*** Block opens ***

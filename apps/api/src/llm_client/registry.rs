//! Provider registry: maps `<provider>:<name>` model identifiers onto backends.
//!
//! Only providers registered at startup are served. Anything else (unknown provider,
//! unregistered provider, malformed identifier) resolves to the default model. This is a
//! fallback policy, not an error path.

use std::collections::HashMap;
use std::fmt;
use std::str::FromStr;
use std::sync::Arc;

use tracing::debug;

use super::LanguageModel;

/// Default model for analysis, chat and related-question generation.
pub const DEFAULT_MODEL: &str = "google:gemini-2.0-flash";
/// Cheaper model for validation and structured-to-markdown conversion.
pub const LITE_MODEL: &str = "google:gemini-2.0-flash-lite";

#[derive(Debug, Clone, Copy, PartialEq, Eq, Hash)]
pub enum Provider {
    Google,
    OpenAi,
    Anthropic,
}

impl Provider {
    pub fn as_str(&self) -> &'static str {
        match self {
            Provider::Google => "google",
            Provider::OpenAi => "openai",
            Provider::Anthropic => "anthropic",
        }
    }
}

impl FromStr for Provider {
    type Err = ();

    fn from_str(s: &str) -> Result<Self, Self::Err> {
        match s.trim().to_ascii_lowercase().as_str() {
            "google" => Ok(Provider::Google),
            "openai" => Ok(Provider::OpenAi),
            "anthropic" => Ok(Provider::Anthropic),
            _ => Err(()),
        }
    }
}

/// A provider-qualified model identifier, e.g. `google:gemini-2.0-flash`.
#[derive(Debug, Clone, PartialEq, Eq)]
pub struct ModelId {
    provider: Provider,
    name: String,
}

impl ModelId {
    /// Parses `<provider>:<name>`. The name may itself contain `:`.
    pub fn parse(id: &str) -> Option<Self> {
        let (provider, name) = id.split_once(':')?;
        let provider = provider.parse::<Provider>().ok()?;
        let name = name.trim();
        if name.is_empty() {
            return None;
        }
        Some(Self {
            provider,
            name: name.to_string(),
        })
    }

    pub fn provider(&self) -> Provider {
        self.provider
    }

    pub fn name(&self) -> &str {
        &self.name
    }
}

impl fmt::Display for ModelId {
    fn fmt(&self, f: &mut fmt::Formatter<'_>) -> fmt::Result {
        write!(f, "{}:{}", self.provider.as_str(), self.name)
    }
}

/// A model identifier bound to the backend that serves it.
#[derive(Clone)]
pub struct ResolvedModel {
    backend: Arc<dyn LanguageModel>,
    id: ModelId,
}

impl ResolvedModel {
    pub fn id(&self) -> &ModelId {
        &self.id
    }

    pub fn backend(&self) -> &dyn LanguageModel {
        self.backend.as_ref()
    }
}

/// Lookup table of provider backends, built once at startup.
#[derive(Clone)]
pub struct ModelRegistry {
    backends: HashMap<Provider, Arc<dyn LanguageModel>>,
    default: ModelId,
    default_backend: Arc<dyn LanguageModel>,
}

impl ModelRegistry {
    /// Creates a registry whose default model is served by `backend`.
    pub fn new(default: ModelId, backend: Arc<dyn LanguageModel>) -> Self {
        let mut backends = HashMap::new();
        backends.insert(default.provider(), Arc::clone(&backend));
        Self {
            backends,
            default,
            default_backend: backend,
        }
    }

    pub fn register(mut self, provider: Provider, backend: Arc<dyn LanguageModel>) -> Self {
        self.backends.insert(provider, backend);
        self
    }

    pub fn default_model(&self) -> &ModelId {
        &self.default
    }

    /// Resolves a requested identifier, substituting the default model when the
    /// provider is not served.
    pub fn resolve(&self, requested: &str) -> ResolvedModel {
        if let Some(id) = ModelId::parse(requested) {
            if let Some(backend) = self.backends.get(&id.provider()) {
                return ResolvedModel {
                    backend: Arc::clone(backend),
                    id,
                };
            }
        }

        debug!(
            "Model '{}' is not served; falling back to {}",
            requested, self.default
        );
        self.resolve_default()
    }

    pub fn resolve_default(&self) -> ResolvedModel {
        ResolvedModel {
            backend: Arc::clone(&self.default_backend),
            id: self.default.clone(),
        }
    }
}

*** Block closes ***
*** Block opens ***

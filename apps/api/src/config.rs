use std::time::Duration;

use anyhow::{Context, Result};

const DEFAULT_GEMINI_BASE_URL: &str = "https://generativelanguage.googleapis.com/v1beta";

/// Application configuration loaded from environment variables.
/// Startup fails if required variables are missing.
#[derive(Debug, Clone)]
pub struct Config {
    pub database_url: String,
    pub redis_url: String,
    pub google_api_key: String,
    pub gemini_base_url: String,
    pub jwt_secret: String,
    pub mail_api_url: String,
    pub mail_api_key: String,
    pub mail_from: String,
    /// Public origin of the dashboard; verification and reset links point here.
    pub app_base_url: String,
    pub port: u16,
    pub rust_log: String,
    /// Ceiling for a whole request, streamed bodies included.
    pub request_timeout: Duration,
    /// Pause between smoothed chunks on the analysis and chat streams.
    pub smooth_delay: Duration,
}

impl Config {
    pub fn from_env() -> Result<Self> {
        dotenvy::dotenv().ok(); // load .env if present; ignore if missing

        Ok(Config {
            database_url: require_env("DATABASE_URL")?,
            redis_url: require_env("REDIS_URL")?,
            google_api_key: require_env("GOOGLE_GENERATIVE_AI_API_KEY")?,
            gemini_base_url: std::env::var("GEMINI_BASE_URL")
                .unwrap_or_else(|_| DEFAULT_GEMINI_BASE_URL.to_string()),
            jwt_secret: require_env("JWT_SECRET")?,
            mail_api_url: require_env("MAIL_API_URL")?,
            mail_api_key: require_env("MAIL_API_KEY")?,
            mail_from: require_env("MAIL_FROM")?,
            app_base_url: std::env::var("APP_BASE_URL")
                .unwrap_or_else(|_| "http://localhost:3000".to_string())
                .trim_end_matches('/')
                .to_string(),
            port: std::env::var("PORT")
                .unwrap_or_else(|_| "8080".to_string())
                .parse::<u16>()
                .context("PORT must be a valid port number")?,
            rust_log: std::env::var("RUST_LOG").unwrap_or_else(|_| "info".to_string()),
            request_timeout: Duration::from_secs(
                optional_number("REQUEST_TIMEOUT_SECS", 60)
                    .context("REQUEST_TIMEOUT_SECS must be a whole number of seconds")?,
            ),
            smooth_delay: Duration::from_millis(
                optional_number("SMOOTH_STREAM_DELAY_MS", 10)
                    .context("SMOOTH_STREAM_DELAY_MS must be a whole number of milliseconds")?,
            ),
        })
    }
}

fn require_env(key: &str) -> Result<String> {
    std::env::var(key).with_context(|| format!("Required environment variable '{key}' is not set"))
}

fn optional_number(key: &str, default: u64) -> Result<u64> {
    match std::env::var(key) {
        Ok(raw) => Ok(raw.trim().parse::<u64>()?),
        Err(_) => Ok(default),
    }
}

*** Block closes ***
*** Block opens ***

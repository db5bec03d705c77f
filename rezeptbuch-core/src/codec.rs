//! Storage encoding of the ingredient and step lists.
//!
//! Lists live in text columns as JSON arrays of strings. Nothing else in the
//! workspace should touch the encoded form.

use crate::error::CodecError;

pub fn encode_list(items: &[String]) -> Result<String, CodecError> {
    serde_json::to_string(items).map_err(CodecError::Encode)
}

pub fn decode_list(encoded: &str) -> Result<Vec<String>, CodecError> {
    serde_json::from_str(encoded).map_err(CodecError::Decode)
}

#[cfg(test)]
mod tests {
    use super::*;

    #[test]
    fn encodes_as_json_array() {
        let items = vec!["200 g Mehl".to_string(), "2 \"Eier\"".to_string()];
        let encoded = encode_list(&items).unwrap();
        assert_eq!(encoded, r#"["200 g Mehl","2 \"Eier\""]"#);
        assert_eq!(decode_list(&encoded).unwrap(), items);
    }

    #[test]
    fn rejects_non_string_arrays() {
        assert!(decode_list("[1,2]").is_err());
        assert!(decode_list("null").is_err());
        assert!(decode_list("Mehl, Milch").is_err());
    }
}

*** Block closes ***

Task to complete: Would you retype the lines above from the one with "filename apps/api/src/llm_client/registry.rs" down to the one with "#[derive(Debug, Clone, PartialEq, Eq)]", word for word, both ends included and no other lines?

Worked solution:
filename apps/api/src/llm_client/registry.rs
//! Provider registry: maps `<provider>:<name>` model identifiers onto backends.
//!
//! Only providers registered at startup are served. Anything else (unknown provider,
//! unregistered provider, malformed identifier) resolves to the default model. This is a
//! fallback policy, not an error path.

use std::collections::HashMap;
use std::fmt;
use std::str::FromStr;
use std::sync::Arc;

use tracing::debug;

use super::LanguageModel;

/// Default model for analysis, chat and related-question generation.
pub const DEFAULT_MODEL: &str = "google:gemini-2.0-flash";
/// Cheaper model for validation and structured-to-markdown conversion.
pub const LITE_MODEL: &str = "google:gemini-2.0-flash-lite";

#[derive(Debug, Clone, Copy, PartialEq, Eq, Hash)]
pub enum Provider {
    Google,
    OpenAi,
    Anthropic,
}

impl Provider {
    pub fn as_str(&self) -> &'static str {
        match self {
            Provider::Google => "google",
            Provider::OpenAi => "openai",
            Provider::Anthropic => "anthropic",
        }
    }
}

impl FromStr for Provider {
    type Err = ();

    fn from_str(s: &str) -> Result<Self, Self::Err> {
        match s.trim().to_ascii_lowercase().as_str() {
            "google" => Ok(Provider::Google),
            "openai" => Ok(Provider::OpenAi),
            "anthropic" => Ok(Provider::Anthropic),
            _ => Err(()),
        }
    }
}

/// A provider-qualified model identifier, e.g. `google:gemini-2.0-flash`.
#[derive(Debug, Clone, PartialEq, Eq)]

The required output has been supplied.